▶ _Given data_
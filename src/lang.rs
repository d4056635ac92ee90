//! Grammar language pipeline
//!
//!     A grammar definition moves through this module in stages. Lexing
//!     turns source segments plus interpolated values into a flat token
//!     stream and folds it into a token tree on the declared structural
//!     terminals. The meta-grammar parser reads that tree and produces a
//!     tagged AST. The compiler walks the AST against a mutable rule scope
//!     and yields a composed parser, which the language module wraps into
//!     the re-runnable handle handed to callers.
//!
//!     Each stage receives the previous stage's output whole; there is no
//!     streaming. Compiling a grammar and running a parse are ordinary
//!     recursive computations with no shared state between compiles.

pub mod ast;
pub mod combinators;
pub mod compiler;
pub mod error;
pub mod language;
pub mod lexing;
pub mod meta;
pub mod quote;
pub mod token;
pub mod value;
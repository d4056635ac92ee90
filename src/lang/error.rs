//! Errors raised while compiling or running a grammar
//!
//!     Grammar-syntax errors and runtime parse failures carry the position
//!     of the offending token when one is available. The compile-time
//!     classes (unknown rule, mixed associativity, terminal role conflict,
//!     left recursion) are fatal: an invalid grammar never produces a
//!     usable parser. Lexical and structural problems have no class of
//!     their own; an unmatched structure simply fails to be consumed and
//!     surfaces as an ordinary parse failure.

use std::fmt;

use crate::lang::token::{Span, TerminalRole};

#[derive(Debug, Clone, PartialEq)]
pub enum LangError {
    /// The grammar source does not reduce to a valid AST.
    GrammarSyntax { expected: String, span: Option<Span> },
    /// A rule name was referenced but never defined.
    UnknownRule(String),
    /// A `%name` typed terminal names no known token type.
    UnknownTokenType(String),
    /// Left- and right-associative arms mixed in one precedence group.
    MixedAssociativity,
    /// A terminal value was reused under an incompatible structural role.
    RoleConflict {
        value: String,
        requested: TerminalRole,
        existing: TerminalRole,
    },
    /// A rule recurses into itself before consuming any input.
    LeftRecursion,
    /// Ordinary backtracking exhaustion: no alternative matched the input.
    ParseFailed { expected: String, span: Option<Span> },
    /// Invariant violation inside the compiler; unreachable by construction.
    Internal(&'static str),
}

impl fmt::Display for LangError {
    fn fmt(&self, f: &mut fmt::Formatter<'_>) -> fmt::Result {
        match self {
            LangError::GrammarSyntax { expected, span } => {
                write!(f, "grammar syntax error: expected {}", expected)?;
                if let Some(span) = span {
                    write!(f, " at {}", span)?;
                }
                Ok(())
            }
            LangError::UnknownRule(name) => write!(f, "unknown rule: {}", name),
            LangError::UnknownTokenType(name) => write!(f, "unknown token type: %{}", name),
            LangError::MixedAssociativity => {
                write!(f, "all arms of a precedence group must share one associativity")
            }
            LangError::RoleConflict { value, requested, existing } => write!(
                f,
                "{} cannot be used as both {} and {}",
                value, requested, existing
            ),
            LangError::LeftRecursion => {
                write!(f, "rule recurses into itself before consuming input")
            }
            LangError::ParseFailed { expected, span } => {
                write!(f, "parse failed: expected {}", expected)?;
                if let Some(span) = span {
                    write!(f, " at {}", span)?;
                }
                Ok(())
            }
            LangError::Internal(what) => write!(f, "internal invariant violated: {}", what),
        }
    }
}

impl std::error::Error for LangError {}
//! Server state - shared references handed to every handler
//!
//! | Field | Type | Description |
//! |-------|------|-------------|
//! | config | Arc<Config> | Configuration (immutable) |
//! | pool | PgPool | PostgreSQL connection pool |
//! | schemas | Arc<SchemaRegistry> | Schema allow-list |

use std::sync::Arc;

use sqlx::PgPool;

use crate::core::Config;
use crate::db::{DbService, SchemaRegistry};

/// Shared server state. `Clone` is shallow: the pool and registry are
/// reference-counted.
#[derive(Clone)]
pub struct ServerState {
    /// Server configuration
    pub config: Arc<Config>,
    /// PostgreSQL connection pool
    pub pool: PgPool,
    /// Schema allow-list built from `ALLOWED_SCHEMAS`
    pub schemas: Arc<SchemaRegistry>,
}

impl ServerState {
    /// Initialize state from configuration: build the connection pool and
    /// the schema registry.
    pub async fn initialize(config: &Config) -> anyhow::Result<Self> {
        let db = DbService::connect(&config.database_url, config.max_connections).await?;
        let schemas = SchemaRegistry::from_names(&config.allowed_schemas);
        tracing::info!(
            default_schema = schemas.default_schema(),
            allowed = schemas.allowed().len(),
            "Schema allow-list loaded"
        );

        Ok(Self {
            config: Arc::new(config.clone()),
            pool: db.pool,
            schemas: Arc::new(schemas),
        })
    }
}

...

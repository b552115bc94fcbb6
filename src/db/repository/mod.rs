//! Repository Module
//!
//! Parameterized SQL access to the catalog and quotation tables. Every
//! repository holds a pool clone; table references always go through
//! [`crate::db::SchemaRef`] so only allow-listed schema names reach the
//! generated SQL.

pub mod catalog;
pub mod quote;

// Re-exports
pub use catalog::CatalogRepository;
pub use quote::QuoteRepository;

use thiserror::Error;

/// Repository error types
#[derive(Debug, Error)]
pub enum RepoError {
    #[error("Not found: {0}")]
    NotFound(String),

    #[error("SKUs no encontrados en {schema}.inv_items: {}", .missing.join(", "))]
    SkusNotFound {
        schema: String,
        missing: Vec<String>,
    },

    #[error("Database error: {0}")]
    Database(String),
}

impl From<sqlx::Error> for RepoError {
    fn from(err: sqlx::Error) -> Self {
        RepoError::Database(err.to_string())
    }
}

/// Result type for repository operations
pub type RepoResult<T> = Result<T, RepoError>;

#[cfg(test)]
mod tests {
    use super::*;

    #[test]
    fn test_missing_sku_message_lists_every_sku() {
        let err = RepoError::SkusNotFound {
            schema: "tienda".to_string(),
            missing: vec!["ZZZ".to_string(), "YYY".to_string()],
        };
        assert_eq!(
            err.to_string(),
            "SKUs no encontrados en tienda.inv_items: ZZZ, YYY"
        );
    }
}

...

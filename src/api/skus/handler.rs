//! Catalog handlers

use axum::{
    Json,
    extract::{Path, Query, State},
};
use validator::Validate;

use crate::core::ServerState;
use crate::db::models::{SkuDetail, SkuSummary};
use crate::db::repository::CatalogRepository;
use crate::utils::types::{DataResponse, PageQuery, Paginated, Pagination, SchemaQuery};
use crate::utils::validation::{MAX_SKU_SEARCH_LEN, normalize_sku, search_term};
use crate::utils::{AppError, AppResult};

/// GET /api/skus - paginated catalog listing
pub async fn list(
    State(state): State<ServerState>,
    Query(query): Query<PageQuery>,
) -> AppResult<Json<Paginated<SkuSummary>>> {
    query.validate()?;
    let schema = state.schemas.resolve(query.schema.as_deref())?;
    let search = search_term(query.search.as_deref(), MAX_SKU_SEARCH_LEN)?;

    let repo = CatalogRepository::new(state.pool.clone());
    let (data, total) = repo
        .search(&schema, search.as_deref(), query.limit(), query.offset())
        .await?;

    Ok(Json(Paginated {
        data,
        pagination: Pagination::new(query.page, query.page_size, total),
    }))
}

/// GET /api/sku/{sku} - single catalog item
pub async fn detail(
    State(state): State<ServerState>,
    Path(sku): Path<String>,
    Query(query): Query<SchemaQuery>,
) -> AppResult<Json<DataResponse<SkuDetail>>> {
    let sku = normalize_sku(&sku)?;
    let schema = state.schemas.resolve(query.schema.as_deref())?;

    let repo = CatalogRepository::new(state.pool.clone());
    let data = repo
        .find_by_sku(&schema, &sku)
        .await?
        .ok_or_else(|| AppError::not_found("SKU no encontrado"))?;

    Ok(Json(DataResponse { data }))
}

▶ _Task details_
Among the records above, find each line holding the string "DbService" and pull it out.

▶ _Solution below_
use crate::db::{DbService, SchemaRegistry};
        let db = DbService::connect(&config.database_url, config.max_connections).await?;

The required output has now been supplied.